The next morning, I don't generally feel nauseated, but I have to eat really bland foods. Comfort foods, except there's really no comfort to be had. I don't generally feel like eating at any time, whether or not it's a chemo day.

I suppose we could have celebrated the holiday in advance, but it would have been a lot of work with very little payoff for me. Hubby doesn't seem to need the ritual of celebration. So there was no turkey at my house for Thanksgiving; just a trip to Houston. Not that I missed it.

Thursday, November 17, 2005

Chemotherapy

Chemotherapy. I spent a week with blisters in my mouth, unable to talk and barely able to eat. My hair is now falling out. I've lost most of my pubic hair. Of course, on the up side, I haven't had to shave anything. Legs and underarms are nude. I noticed this morning that my skin has started to peel.

My next round is on November 22. I've already started to dread it. I'm going to buck up about this, but it's just taking a little longer right now. I plan to have a serious discussion with my medical oncologist about the mouth issue. I can be very determined and vocal when situations warrant. I'd say this warrants it.

People constantly tell me that I'm an inspiration. They're easily inspired. About the best that could be said about me is that I don't mope or take to my bed. I frequently find things funny and invite others to laugh with me. Is this inspirational? Maybe that's just because I choose to search for personal meaning in this current travail.

I think that it's imperative, when one has lived such a difficult life as mine, to try to find some meaning in it. If I believed that all of my suffering has been random and meaningless, I'm not sure I'd wish to continue. Meaning is a tricky thing, though. Sometimes it can take years to assimilate terrible circumstances, wade through the pain and actually find reasons why all that suffering wasn't pointless. There are definitely some things I'm still trying to puzzle out. I'm patient, though. I have time.

I establish some meaning for myself. That is not necessarily the meaning the universe has assigned to it. Nonetheless, there are lessons to be learned if one is capable of waiting patiently for them to become manifest. At the end of all suffering, now and in the past, is a way to become more fully human. For as much as I have suffered, I'm more able to see the suffering of others. I'm more able to find compassion for others.

For a month or so, I've been working toward releasing all of the anger, hatred and resentment that I carry around with me. Some of it is easy to find. I could probably name five or six people I'm enraged with just off the top of my head. There is a lot that I keep hidden from myself. Rage has never been an acceptable emotion for me. My dad pretty much had that market cornered. Unfortunately, I will have to dredge it up in order to let it go. That's quite a task.

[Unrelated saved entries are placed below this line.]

//! Biblio Server - library catalog service

use sqlx::postgres::PgPoolOptions;
use std::net::SocketAddr;
use std::sync::Arc;
use tracing_subscriber::{layer::SubscriberExt, util::SubscriberInitExt};

use biblio_server::{api, config::AppConfig, repository::PgBookRepository, services::Services, AppState};

#[tokio::main]
async fn main() -> anyhow::Result<()> {
    // Load environment variables from .env file
    dotenvy::dotenv().ok();

    // Load configuration
    let config = AppConfig::load().expect("Failed to load configuration");

    // Initialize tracing
    let filter = tracing_subscriber::EnvFilter::try_from_default_env()
        .unwrap_or_else(|_| format!("biblio_server={},tower_http=debug", config.logging.level).into());

    tracing_subscriber::registry()
        .with(filter)
        .with(tracing_subscriber::fmt::layer())
        .init();

    tracing::info!("Starting Biblio Server v{}", env!("CARGO_PKG_VERSION"));

    // Create database connection pool
    let pool = PgPoolOptions::new()
        .max_connections(config.database.max_connections)
        .min_connections(config.database.min_connections)
        .connect(&config.database.url)
        .await
        .expect("Failed to connect to database");

    tracing::info!("Connected to database");

    // Run migrations
    sqlx::migrate!("./migrations")
        .run(&pool)
        .await
        .expect("Failed to run database migrations");

    tracing::info!("Database migrations completed");

    // Save server address before moving config
    let server_host = config.server.host.clone();
    let server_port = config.server.port;

    // Create repository and services
    let repository = Arc::new(PgBookRepository::new(pool));
    let services = Services::new(repository);

    // Create application state
    let state = AppState {
        config: Arc::new(config),
        services: Arc::new(services),
    };

    // Build router
    let app = api::router(state);

    // Start server
    let addr = SocketAddr::new(server_host.parse().expect("Invalid host address"), server_port);

    tracing::info!("Server listening on http://{}", addr);

    let listener = tokio::net::TcpListener::bind(addr).await?;
    axum::serve(listener, app).await?;

    Ok(())
}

Today my lesson is that I am more than the sum of my parts. I am more than my breast, my hair or my skin. It's much easier than learning all of the places in my being where I've stashed some rage just so that I could function effectively in the world. That's the other part of being an inspiration, I guess. Having the heart to keep going, come what may.

Thursday, November 03, 2005

Birthday?

Hey, I don't need no stinking birthday celebration. Chemo. Bring on more chemo.